Exercise prompt: Examine the records and identify each line that includes the string "CollectorError". Copy those lines.

[Stored data entries]
┌──
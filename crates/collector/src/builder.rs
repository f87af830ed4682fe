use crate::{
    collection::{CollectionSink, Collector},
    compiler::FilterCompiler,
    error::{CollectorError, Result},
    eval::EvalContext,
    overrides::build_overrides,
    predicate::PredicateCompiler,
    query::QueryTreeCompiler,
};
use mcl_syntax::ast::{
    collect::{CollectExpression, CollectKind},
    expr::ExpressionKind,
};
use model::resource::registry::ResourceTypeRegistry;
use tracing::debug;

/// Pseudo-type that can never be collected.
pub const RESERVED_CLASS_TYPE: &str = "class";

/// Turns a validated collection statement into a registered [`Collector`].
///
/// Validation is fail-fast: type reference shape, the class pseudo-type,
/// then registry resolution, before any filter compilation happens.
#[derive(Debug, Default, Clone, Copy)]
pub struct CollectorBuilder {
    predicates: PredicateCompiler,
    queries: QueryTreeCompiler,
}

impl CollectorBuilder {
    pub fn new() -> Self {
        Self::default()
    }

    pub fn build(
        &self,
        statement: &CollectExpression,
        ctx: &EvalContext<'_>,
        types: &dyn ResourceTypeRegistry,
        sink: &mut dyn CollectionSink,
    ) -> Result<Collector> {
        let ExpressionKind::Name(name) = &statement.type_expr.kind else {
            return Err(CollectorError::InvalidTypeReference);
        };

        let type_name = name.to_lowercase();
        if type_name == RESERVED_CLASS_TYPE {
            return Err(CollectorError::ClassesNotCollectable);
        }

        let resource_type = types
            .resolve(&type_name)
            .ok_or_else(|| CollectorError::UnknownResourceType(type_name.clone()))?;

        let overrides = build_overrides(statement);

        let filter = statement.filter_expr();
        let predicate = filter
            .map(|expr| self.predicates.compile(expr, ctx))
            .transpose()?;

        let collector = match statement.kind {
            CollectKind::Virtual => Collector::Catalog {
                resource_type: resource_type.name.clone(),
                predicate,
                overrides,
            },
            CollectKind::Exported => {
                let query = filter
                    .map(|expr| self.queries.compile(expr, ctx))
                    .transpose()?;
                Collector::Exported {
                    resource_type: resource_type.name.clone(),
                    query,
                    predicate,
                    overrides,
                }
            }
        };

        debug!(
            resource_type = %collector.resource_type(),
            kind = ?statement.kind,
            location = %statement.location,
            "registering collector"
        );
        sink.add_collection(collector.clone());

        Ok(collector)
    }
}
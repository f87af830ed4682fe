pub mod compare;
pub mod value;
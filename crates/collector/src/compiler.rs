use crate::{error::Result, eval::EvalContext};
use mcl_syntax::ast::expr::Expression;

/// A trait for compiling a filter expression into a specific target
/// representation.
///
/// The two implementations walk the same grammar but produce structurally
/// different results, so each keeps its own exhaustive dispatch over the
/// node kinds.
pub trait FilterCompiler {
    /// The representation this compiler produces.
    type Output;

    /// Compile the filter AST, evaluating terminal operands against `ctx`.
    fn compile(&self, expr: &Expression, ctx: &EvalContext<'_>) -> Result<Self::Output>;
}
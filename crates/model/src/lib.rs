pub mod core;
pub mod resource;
└──
Exercise solution:
    error::{CollectorError, Result},
            return Err(CollectorError::InvalidTypeReference);
            return Err(CollectorError::ClassesNotCollectable);
            .ok_or_else(|| CollectorError::UnknownResourceType(type_name.clone()))?;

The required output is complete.